The Ganymede Takeover
- Cover of first edition (paperback)
- Author: Philip K. Dick and Ray Nelson
- Cover artist: Jack Gaughan
- Language: English
- Genre: Science fiction
- Publisher: Ace Books
- Publication date: 1967
- Publication place: United States
- Media type: Print (hardback & paperback)
- Pages: 157

= The Ganymede Takeover =

1967 novel by Philip K. Dick

The Ganymede Takeover is a 1967 science fiction novel by American writers Philip K. Dick and Ray Nelson. It is an alien invasion novel, and similar to Dick's earlier solo novel The Game-Players of Titan.

==Plot summary==

The novel takes place on a future Earth (vidphones, telepaths, androids, ionocraft are normal) recently conquered by aliens from Ganymede: limbless, worm-like creatures whose physical needs are attended to by a slave-race of specialist 'creeches'. Mekkis is the leader of a Ganymedean faction that opposed the war when his Oracle (a creature capable of precognition) foresaw a 'coming darkness'. The apparent success of the invasion means he is now discredited. As a result, Mekkis is saddled with the troublesome Bale of Tennessee, home to the last remaining core of resistance, the 'Neeg-parts' led by Black Muslim leader Percy X. Unknown to all concerned, another resistance movement operates covertly under cover of the World Psychiatric Association. One of its agents, Doctor Paul Rivers, is seeking to protect Percy X by assassinating his former girlfriend, TV host Joan Hiashi who is collaborating with the Ganymedeans to capture Percy X. Although Joan Hiashi switches sides after discovering that Percy X is a trained telepath who can read her mind, Percy X is still captured thanks to a tracking device planted on her by racist landowner Gus Swenesgard.
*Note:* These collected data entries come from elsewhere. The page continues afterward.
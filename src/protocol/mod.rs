//! Protocol Module
//!
//! RESP-style wire format: request codec, typed commands and replies.

pub mod codec;
pub mod command;
pub mod reply;

pub use codec::{decode, parse_request, serialize, Token};
pub use command::{Command, Expiry};
pub use reply::Reply;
Mekkis offers Percy X the chance to become the puppet ruler of Tennessee. When the offer is violently declined, Mekkis sends Percy X and Joan to the Norwegian clinic of psychiatric genius Rudolph Balkani, who has had exceptional success turning resistors into enthusiastic collaborators via sensory deprivation therapy. Dr. Rivers manages to free Joan and Percy X, replacing them with androids. On discovering the ruse, Rudolph Balkani commits suicide. This along with a number of other suicides (encouraged by the World Psychiatric Association) lead the Ganymedians to wrongly assume that Balkani has helped the resistance infiltrate their collaborationist regime. Judging their proxy rule of Earth to be impractical, they decide to withdraw from the planet and destroy all life through a device that will block the sun's rays.

Meanwhile, the Neeg-parts have seized a cache of weapons developed by Rudolph Balkani during the war — machines that turn illusions thought up by their users into reality, and a 'hell-weapon' that was never used against the aliens, as it would destroy humanity as well. After most of his troops desert due to the psychological problems caused by the illusion machines, Percy X is finally defeated by an army of robots created by Gus Swenesgard. Dr. Rivers is sent to kill Percy X, both to prevent his capture and stop him activating the hell-weapon.

Mekkis has become obsessed with the theories of Rudolph Balkani. In order to get revenge on his enemies he forms a telepathic link with Percy X that will enable the hell-weapon to destroy those Ganymedians who are not on Earth. After killing Percy X, Rivers is able to switch off the device before humanity is destroyed, but the Ganymedians instinctively form a group mind in times of danger, and so become trapped in a permanent existential and experiential 'hell' within a dark void, unable to contact their creeches for help.

The novel ends with the creeches returning to Ganymede to start their own society, and the World Psychiatric Association supporting Gus Swenesgard as a useful puppet ruler until democracy is restored, though Dr. Rivers can't help wondering as to their true motives.